Where a line in the records below includes "Display", pull that line out.

*** Records supplied Section Begins ***

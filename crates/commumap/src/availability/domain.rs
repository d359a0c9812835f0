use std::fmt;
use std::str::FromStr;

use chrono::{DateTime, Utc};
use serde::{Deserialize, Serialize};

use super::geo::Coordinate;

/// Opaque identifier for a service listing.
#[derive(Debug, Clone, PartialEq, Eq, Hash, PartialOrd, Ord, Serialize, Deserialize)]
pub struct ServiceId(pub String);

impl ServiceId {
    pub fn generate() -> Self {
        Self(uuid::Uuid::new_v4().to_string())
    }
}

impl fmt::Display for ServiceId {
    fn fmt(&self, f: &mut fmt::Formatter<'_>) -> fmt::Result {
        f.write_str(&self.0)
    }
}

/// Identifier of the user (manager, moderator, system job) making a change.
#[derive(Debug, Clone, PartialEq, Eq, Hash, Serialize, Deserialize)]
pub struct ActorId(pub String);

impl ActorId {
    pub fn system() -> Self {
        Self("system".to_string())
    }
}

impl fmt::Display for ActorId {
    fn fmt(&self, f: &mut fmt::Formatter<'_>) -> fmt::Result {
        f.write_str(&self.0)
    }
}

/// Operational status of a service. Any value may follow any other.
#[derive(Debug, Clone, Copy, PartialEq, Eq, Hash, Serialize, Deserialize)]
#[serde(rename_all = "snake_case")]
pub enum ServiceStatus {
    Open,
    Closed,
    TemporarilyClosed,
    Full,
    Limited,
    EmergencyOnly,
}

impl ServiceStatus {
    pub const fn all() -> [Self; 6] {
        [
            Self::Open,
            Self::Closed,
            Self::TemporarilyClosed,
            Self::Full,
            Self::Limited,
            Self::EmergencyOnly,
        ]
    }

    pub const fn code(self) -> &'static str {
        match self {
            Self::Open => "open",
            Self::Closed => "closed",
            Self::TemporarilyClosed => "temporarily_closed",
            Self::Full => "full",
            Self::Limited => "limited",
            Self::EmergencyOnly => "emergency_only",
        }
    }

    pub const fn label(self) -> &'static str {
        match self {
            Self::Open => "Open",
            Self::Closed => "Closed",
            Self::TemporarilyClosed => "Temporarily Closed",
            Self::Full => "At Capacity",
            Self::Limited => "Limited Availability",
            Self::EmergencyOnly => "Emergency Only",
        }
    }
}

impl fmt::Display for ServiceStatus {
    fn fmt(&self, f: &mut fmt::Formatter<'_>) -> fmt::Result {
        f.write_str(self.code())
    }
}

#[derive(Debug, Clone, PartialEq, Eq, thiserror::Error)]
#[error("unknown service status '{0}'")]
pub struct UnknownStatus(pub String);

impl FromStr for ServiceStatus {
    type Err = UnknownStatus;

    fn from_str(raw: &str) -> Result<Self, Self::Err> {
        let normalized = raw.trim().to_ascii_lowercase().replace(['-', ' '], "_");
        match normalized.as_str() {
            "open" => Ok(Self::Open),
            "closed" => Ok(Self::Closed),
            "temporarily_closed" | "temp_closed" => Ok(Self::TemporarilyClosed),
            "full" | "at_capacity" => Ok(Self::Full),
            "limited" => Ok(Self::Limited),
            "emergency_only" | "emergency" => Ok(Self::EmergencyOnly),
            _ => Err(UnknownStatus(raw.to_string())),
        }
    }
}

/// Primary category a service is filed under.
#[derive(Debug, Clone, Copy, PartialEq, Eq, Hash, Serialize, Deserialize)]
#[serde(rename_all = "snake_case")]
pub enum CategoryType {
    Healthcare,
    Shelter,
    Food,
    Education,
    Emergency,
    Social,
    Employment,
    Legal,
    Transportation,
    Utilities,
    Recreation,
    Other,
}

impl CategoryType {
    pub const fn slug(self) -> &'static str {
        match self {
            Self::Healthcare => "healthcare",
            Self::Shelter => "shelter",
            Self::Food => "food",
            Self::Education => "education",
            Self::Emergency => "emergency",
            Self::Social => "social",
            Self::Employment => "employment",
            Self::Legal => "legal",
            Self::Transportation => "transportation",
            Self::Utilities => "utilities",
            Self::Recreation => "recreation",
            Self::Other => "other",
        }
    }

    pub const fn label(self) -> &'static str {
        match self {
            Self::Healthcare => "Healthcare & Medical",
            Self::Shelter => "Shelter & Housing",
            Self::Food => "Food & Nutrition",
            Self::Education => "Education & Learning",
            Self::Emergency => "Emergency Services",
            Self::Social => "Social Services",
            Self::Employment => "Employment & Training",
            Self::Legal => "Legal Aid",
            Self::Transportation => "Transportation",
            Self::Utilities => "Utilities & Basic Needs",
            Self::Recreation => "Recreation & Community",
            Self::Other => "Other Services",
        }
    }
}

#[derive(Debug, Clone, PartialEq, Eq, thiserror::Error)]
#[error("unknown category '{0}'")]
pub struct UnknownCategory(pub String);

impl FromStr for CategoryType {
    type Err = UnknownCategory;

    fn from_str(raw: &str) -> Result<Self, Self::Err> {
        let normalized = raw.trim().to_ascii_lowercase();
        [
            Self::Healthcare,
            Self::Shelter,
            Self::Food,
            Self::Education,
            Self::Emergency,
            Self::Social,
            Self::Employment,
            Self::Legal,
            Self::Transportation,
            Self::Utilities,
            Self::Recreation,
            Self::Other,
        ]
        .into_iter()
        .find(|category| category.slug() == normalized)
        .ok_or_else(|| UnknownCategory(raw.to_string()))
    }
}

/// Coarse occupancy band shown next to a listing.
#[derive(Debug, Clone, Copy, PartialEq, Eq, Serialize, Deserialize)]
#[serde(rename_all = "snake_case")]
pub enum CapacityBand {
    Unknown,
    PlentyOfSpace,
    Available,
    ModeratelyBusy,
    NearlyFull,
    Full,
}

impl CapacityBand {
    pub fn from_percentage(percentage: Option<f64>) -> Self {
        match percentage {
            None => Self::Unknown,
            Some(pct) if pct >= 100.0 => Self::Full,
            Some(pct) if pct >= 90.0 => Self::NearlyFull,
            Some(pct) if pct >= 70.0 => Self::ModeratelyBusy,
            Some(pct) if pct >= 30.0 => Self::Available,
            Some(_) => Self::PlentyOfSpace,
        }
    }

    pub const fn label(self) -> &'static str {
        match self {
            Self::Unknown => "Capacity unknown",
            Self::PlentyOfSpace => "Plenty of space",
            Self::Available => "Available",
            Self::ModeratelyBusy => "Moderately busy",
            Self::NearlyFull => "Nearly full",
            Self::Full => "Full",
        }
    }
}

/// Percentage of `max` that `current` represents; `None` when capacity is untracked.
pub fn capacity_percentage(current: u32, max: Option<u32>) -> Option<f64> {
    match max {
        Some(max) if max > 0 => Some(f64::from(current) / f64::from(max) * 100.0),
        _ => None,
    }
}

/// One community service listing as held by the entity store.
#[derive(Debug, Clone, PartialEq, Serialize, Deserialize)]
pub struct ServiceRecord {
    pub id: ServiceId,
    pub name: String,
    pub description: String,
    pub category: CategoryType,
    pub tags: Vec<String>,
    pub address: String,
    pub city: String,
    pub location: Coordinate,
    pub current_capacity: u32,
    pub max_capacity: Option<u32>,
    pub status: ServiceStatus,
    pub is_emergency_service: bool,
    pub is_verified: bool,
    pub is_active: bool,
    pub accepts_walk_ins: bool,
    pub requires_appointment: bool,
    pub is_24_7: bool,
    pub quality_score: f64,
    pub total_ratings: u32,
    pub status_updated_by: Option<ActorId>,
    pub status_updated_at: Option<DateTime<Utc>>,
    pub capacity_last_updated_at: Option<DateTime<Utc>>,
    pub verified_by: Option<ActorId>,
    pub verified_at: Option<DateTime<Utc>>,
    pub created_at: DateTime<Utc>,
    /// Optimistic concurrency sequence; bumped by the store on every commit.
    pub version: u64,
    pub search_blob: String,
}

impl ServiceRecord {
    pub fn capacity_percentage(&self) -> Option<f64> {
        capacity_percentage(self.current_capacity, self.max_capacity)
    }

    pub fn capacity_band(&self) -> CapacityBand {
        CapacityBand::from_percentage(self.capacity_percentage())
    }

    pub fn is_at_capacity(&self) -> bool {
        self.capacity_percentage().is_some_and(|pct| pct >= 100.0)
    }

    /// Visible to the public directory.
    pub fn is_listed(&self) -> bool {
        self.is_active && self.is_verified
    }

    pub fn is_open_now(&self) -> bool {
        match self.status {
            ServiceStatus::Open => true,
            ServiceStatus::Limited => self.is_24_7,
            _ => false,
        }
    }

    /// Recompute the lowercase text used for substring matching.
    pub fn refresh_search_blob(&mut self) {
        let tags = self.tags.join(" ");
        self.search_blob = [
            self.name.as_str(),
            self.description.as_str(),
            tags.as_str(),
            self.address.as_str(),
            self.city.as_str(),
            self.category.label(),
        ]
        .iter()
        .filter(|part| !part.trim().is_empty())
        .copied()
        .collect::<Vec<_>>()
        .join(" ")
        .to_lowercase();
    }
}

*** Records supplied Section Ends ***

:: Solution below ::
impl fmt::Display for ServiceId {
impl fmt::Display for ActorId {
impl fmt::Display for ServiceStatus {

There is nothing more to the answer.